It’s been a long time since we have
spoken to each other.
You’re gone for years by now and there are still moments
when I miss you dearly.
Not every day but
sometimes, it’s right that time heals but often I wish we could have a talk.
When I think of you
these days than mostly remember your smile, a warm but always a bit
boyish. When you smiled or laughed there were always this
beautiful sparkles in your eyes.
You were an attractive man with your dark curly hair and the
crispy voice.
you were a politician and it was always easy for you to deal with women a little bit too
easy….
I guess it wasn’t always nice and smoothly to be your wife.
But I remember your smile in the best possible way.it was
your way to thank me or to tell me
that you were proud of me.
I was so often very proud of you .you were a very
charismatic man and in public you were
the man who lead the crowd. At home you showed a different
face because you had to deal with uncertainty
and a slight depression.
I don t know why you felt that way
because you were educated the old fashioned way that a man doesn't talk about
feelings very much.
Unfortunately you
educated me the same way. Outside the charming Darling and inside….is nobody
else’s business. That can be problematic, to hide or repress your feelings can
make you lonely or
you give every time the impression everything is cool and
nothing really bothers you but that’s unnatural.
It was a hard lesson to learn because you need to re-educate
yourself and you have to go step by step forward to trust people. You need
patient friendsJ
Daddy I wish you had
been able to do the same but you went your way and you had to do.
We had a few deep talks during your last years and I was
sure we could build up on that but we simply hadn't enough time , you died soon
after our last great talk where we really got closer to each other.
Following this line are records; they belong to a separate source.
use crate::error::{Error, Result};
use image::RgbaImage;

/// Smallest width/height an icon entry or vector canvas may have
pub const MIN_DIMENSION: u32 = 1;
/// Largest width/height an icon entry or vector canvas may have
pub const MAX_DIMENSION: u32 = 256;

/// Icon sizes used when the caller does not pass any
pub const DEFAULT_ICON_SIZES: [u32; 6] = [16, 32, 48, 64, 128, 256];

/// Vector canvas size used when the caller does not pass one
pub const DEFAULT_SVG_SIZE: u32 = 256;

/// RGBA8 color
pub type Color = [u8; 4];

pub(crate) fn dimension_in_range(value: u32) -> bool {
    (MIN_DIMENSION..=MAX_DIMENSION).contains(&value)
}

/// Decoded raster image with RGBA8 pixels in row-major order.
///
/// The buffer always holds exactly `width * height * 4` bytes.
#[derive(Debug, Clone, PartialEq, Eq)]
pub struct RasterImage {
    width: u32,
    height: u32,
    pixels: Vec<u8>,
}

impl RasterImage {
    /// Wrap an RGBA8 buffer, checking it against the declared dimensions.
    ///
    /// A mismatch is an [`Error::Encoding`]; decoders report it to callers
    /// as [`Error::Decode`].
    pub fn new(width: u32, height: u32, pixels: Vec<u8>) -> Result<Self> {
        if width == 0 || height == 0 {
            return Err(Error::Encoding(format!(
                "image has no pixels ({}x{})",
                width, height
            )));
        }

        let expected = (width as usize)
            .checked_mul(height as usize)
            .and_then(|n| n.checked_mul(4))
            .ok_or_else(|| Error::Encoding(format!("image too large: {}x{}", width, height)))?;

        if pixels.len() != expected {
            return Err(Error::Encoding(format!(
                "pixel buffer holds {} bytes, expected {} for {}x{}",
                pixels.len(),
                expected,
                width,
                height
            )));
        }

        Ok(Self {
            width,
            height,
            pixels,
        })
    }

    /// Image filled with a single color
    pub fn solid(width: u32, height: u32, color: Color) -> Result<Self> {
        let count = width as usize * height as usize;
        let pixels = color.iter().copied().cycle().take(count * 4).collect();
        Self::new(width, height, pixels)
    }

    pub fn width(&self) -> u32 {
        self.width
    }

    pub fn height(&self) -> u32 {
        self.height
    }

    pub fn dimensions(&self) -> (u32, u32) {
        (self.width, self.height)
    }

    /// Raw RGBA8 bytes
    pub fn as_raw(&self) -> &[u8] {
        &self.pixels
    }

    /// Color at `(x, y)`. Panics when out of bounds, like slice indexing.
    pub fn pixel(&self, x: u32, y: u32) -> Color {
        let idx = (y as usize * self.width as usize + x as usize) * 4;
        [
            self.pixels[idx],
            self.pixels[idx + 1],
            self.pixels[idx + 2],
            self.pixels[idx + 3],
        ]
    }

    /// Iterate over pixels in row-major order
    pub fn colors(&self) -> impl Iterator<Item = Color> + '_ {
        self.pixels
            .chunks_exact(4)
            .map(|c| [c[0], c[1], c[2], c[3]])
    }

    /// Copy into an `image` buffer, e.g. for PNG encoding
    pub fn to_rgba_image(&self) -> Result<RgbaImage> {
        RgbaImage::from_raw(self.width, self.height, self.pixels.clone()).ok_or_else(|| {
            Error::Encoding(format!(
                "pixel buffer does not fit {}x{}",
                self.width, self.height
            ))
        })
    }
}

impl TryFrom<RgbaImage> for RasterImage {
    type Error = Error;

    fn try_from(img: RgbaImage) -> Result<Self> {
        let (width, height) = img.dimensions();
        Self::new(width, height, img.into_raw())
    }
}

/// Deduplicated, ascending set of icon sizes, each within 1..=256.
#[derive(Debug, Clone, PartialEq, Eq)]
pub struct SizeSet(Vec<u32>);

impl SizeSet {
    /// Normalize caller-provided sizes.
    ///
    /// Fails on an empty list, or with the first out-of-range value in
    /// input order.
    pub fn new(sizes: &[u32]) -> Result<Self> {
        if sizes.is_empty() {
            return Err(Error::SizeRange { size: None });
        }

        if let Some(&bad) = sizes.iter().find(|&&s| !dimension_in_range(s)) {
            return Err(Error::SizeRange { size: Some(bad) });
        }

        let mut sizes = sizes.to_vec();
        sizes.sort_unstable();
        sizes.dedup();
        Ok(Self(sizes))
    }

    pub fn as_slice(&self) -> &[u32] {
        &self.0
    }

    pub fn len(&self) -> usize {
        self.0.len()
    }

    pub fn is_empty(&self) -> bool {
        self.0.is_empty()
    }

    pub fn iter(&self) -> impl Iterator<Item = u32> + '_ {
        self.0.iter().copied()
    }
}

impl Default for SizeSet {
    fn default() -> Self {
        Self(DEFAULT_ICON_SIZES.to_vec())
    }
}

/// 2D point in canvas coordinates (y grows downward)
#[derive(Debug, Clone, Copy, PartialEq)]
pub struct Point {
    pub x: f64,
    pub y: f64,
}

impl Point {
    pub fn new(x: f64, y: f64) -> Self {
        Self { x, y }
    }

    pub fn distance(&self, other: &Point) -> f64 {
        (self.x - other.x).hypot(self.y - other.y)
    }

    /// Perpendicular distance from `self` to the segment `a`-`b`
    pub fn distance_to_segment(&self, a: &Point, b: &Point) -> f64 {
        let dx = b.x - a.x;
        let dy = b.y - a.y;
        let len_sq = dx * dx + dy * dy;
        if len_sq == 0.0 {
            return self.distance(a);
        }
        let t = (((self.x - a.x) * dx + (self.y - a.y) * dy) / len_sq).clamp(0.0, 1.0);
        self.distance(&Point::new(a.x + t * dx, a.y + t * dy))
    }
}

impl std::ops::Add for Point {
    type Output = Self;
    fn add(self, rhs: Self) -> Self::Output {
        Point::new(self.x + rhs.x, self.y + rhs.y)
    }
}

impl std::ops::Sub for Point {
    type Output = Self;
    fn sub(self, rhs: Self) -> Self::Output {
        Point::new(self.x - rhs.x, self.y - rhs.y)
    }
}

impl std::ops::Mul<f64> for Point {
    type Output = Self;
    fn mul(self, rhs: f64) -> Self::Output {
        Point::new(self.x * rhs, self.y * rhs)
    }
}

/// Orientation of a closed polygon as seen on screen (y down)
#[derive(Debug, Clone, Copy, PartialEq, Eq)]
pub enum Winding {
    /// Outer boundary
    Clockwise,
    /// Hole
    CounterClockwise,
}

/// Closed polygon; the last point connects back to the first
#[derive(Debug, Clone, PartialEq)]
pub struct Polygon {
    pub points: Vec<Point>,
    pub winding: Winding,
}

impl Polygon {
    /// Build a polygon, deriving the winding from the signed area
    pub fn from_points(points: Vec<Point>) -> Self {
        let winding = if signed_area(&points) >= 0.0 {
            Winding::Clockwise
        } else {
            Winding::CounterClockwise
        };
        Self { points, winding }
    }

    pub fn area(&self) -> f64 {
        signed_area(&self.points).abs()
    }

    pub fn is_hole(&self) -> bool {
        self.winding == Winding::CounterClockwise
    }
}

/// Shoelace area; positive for clockwise loops in y-down coordinates
pub fn signed_area(points: &[Point]) -> f64 {
    let n = points.len();
    if n < 3 {
        return 0.0;
    }
    let mut sum = 0.0;
    for i in 0..n {
        let a = points[i];
        let b = points[(i + 1) % n];
        sum += a.x * b.y - b.x * a.y;
    }
    sum / 2.0
}

/// One edge of a subpath, ending at `to`
#[derive(Debug, Clone, Copy, PartialEq)]
pub enum PathSegment {
    Line(Point),
    Cubic { ctrl1: Point, ctrl2: Point, to: Point },
}

impl PathSegment {
    pub fn end(&self) -> Point {
        match self {
            PathSegment::Line(to) | PathSegment::Cubic { to, .. } => *to,
        }
    }
}

/// Closed subpath: a start point and the segments walking back to it
#[derive(Debug, Clone, PartialEq)]
pub struct Subpath {
    pub start: Point,
    pub segments: Vec<PathSegment>,
}

#[derive(Debug, Clone, Copy, PartialEq, Eq, Default)]
pub enum FillRule {
    #[default]
    NonZero,
    EvenOdd,
}

impl FillRule {
    pub fn as_svg(&self) -> &'static str {
        match self {
            FillRule::NonZero => "nonzero",
            FillRule::EvenOdd => "evenodd",
        }
    }
}

/// Filled shape made of one or more closed subpaths
#[derive(Debug, Clone, PartialEq)]
pub struct VectorPath {
    pub subpaths: Vec<Subpath>,
    pub fill: Color,
    pub fill_rule: FillRule,
}

impl VectorPath {
    pub fn new(fill: Color) -> Self {
        Self {
            subpaths: Vec::new(),
            fill,
            fill_rule: FillRule::NonZero,
        }
    }

    /// Append the subpaths of `other`, keeping this path's fill
    pub fn merge(&mut self, other: VectorPath) {
        self.subpaths.extend(other.subpaths);
    }

    pub fn is_empty(&self) -> bool {
        self.subpaths.is_empty()
    }
}

/// Canvas plus paths in back-to-front paint order
#[derive(Debug, Clone, PartialEq)]
pub struct VectorDocument {
    pub width: u32,
    pub height: u32,
    pub paths: Vec<VectorPath>,
}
I remember whenever we had guests we could be sure you would
find a way to talk about London
the big love in your life and the only thing you were
fiercely excited about.
I was every time horribly bored about your stories and the
fact that your greatest wish was to show me your London scared me more than it
impressed me, I had zero interest in a trip to the UK.
Then you died and
two months later I went on my first trip to London, why?? Good question maybe
I was hoping to be nearer to your dreams and hopes there. I
wanted to understand you.
I remember as if it were yesterday. I arrived at Waterloo
station saw a cab outside and an older
man smiled reserved but nice when I passed him and it felt
like homecoming.
I felt free and explored a complete new site of myself there
and luckily that feeling never left me.
And till today I feel I am close to you sitting at Tower
Bridge watching the boats on the River Thames
and thinking your soul and spirit is back in London the city
you always loved.
I truly hope you having a fabulous time Dad.